EXERCISE DIRECTIONS:
Reproduce all lines of the listing below in which the word "EnemyClass" occurs.

LISTED ENTRIES:

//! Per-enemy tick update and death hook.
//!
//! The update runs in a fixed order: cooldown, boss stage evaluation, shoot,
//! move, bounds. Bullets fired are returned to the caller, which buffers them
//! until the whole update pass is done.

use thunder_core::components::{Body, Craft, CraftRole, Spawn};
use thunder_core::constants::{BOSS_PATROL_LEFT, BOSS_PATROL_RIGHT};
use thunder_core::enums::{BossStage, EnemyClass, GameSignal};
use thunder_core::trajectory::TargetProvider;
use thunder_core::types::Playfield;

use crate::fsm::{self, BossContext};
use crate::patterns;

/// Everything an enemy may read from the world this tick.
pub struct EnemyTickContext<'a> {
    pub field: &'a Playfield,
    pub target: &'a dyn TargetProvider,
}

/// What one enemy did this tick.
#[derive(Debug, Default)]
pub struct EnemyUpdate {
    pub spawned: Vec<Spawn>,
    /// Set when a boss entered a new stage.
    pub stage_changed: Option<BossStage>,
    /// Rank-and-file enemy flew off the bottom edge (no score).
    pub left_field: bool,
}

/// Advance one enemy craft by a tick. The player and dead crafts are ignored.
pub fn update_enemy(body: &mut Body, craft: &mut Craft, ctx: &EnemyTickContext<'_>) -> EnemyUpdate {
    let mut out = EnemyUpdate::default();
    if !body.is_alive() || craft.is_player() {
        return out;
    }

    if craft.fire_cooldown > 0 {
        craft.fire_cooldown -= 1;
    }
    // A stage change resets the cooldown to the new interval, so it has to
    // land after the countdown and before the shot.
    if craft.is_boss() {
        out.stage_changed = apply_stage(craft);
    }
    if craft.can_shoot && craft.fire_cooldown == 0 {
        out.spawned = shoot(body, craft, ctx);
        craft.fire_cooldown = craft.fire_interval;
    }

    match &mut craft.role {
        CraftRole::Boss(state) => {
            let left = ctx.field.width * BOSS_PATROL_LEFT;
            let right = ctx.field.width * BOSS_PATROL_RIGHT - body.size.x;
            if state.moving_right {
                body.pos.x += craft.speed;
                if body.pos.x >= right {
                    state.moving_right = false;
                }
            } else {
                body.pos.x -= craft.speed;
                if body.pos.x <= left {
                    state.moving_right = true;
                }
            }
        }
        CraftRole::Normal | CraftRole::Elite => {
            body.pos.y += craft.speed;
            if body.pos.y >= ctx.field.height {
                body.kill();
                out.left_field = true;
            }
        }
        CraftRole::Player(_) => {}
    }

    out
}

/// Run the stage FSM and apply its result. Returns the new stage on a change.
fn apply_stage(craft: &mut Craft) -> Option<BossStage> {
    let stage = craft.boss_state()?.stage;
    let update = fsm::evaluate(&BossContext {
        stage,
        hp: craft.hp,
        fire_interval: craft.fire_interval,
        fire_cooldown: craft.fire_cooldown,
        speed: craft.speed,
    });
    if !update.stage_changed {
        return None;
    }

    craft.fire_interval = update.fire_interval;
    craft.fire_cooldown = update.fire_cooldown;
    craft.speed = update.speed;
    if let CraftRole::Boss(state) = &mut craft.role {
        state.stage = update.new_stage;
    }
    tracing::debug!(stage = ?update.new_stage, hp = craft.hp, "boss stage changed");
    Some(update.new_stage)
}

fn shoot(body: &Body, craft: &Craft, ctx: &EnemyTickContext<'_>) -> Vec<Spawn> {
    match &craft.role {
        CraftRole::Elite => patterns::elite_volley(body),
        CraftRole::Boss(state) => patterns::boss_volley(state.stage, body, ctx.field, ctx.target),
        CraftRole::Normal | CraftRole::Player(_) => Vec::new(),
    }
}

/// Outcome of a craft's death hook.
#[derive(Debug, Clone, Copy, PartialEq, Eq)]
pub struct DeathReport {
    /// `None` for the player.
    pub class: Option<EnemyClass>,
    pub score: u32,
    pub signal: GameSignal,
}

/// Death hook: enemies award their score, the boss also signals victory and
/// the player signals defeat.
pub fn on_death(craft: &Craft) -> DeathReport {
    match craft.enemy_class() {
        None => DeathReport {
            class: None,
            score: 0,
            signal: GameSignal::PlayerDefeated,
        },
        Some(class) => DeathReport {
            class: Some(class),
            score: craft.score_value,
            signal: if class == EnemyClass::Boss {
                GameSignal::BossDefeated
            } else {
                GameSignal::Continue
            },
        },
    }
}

...

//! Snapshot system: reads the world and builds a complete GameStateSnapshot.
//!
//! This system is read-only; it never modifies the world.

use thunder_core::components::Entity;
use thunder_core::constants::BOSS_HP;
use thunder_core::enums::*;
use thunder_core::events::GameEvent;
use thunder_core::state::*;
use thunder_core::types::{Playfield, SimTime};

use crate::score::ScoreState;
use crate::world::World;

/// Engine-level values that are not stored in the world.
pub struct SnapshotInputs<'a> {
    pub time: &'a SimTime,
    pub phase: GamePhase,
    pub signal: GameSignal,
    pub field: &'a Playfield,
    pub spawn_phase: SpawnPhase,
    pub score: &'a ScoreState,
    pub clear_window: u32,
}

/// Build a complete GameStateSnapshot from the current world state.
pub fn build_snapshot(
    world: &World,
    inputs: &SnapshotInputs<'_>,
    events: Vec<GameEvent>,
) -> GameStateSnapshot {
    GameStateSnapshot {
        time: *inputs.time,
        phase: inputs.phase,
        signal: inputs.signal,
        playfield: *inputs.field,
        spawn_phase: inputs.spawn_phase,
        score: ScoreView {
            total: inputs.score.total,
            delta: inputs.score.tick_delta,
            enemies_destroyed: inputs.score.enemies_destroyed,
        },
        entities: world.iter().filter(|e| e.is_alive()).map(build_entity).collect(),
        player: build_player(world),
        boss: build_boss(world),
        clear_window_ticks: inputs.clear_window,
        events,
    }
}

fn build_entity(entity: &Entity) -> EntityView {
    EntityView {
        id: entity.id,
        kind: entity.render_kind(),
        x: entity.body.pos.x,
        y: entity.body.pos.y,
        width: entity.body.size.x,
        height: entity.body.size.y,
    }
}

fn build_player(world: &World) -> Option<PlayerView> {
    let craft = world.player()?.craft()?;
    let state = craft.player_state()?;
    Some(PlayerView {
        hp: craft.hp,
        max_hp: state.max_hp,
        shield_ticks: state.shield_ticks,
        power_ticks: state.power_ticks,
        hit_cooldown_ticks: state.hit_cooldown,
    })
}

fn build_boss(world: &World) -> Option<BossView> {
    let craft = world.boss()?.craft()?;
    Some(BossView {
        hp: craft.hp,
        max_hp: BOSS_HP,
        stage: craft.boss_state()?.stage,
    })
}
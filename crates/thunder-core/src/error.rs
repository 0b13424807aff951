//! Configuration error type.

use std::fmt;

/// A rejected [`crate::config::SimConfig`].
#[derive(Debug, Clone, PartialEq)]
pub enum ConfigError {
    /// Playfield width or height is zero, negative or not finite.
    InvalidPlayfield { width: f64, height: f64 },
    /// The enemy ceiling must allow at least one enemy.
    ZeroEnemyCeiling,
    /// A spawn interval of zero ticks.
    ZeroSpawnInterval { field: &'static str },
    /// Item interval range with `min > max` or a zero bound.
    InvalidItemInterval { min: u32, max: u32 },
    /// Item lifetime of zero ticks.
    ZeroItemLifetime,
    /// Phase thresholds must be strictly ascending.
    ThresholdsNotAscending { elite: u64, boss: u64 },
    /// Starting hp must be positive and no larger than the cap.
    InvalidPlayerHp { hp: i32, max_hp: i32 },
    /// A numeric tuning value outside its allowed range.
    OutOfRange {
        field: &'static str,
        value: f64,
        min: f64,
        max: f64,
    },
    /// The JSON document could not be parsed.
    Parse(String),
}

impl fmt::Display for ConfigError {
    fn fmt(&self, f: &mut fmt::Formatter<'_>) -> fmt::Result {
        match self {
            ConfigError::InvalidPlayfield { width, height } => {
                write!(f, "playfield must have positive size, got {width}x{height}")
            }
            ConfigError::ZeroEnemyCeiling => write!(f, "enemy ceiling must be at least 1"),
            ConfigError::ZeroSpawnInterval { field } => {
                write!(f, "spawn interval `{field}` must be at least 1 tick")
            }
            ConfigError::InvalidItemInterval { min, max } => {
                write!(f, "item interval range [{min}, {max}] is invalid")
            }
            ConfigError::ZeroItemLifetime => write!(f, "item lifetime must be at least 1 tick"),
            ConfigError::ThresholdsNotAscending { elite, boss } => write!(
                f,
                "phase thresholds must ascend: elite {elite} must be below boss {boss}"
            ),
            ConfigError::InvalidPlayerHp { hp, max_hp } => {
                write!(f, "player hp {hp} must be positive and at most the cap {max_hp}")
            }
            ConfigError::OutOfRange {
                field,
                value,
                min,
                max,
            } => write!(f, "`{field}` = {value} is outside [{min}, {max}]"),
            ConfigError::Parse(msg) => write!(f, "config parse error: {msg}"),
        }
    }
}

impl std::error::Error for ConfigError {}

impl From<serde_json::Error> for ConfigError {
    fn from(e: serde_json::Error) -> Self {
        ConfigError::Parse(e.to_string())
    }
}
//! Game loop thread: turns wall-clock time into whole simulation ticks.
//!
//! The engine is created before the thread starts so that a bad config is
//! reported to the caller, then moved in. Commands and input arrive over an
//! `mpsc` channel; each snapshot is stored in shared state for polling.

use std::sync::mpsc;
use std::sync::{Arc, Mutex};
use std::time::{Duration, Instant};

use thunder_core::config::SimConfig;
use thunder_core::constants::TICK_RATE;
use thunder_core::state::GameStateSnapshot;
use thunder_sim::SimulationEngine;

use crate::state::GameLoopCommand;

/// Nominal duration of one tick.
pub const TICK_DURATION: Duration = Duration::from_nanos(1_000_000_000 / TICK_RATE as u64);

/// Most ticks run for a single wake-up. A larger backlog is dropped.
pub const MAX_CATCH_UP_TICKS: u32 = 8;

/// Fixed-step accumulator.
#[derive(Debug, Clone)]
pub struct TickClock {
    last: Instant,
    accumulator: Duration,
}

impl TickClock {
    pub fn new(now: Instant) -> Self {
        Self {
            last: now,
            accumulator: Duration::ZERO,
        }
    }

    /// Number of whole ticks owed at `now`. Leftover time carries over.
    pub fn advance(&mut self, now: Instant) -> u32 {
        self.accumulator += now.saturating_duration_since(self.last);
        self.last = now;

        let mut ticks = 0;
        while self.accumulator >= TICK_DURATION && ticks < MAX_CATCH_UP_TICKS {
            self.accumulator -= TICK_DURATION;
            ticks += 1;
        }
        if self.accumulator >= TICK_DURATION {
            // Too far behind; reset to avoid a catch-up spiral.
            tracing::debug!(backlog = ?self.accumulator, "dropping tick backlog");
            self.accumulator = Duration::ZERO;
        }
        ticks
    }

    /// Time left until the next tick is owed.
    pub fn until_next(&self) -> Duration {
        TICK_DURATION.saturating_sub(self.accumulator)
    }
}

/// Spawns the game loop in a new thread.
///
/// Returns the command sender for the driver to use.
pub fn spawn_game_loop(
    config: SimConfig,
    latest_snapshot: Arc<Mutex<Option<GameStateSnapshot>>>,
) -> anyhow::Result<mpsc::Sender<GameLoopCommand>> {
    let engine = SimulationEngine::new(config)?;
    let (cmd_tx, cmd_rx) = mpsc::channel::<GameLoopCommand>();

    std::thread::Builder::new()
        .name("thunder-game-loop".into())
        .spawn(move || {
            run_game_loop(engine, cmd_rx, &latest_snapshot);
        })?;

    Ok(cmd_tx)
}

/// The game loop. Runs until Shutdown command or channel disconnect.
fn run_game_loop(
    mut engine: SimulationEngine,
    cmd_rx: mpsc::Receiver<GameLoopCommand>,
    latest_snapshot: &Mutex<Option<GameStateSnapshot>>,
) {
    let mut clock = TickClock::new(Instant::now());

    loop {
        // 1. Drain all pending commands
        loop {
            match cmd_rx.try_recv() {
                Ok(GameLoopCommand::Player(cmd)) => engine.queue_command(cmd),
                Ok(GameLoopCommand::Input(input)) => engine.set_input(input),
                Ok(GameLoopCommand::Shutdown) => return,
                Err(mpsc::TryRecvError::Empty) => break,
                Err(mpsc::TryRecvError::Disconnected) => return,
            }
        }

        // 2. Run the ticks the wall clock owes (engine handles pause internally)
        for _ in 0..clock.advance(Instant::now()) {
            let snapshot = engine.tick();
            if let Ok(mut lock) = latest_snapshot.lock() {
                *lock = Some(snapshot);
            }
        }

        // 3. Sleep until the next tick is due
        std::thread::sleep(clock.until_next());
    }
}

EXERCISE ANSWER:
use thunder_core::enums::{BossStage, EnemyClass, GameSignal};
    pub class: Option<EnemyClass>,
            signal: if class == EnemyClass::Boss {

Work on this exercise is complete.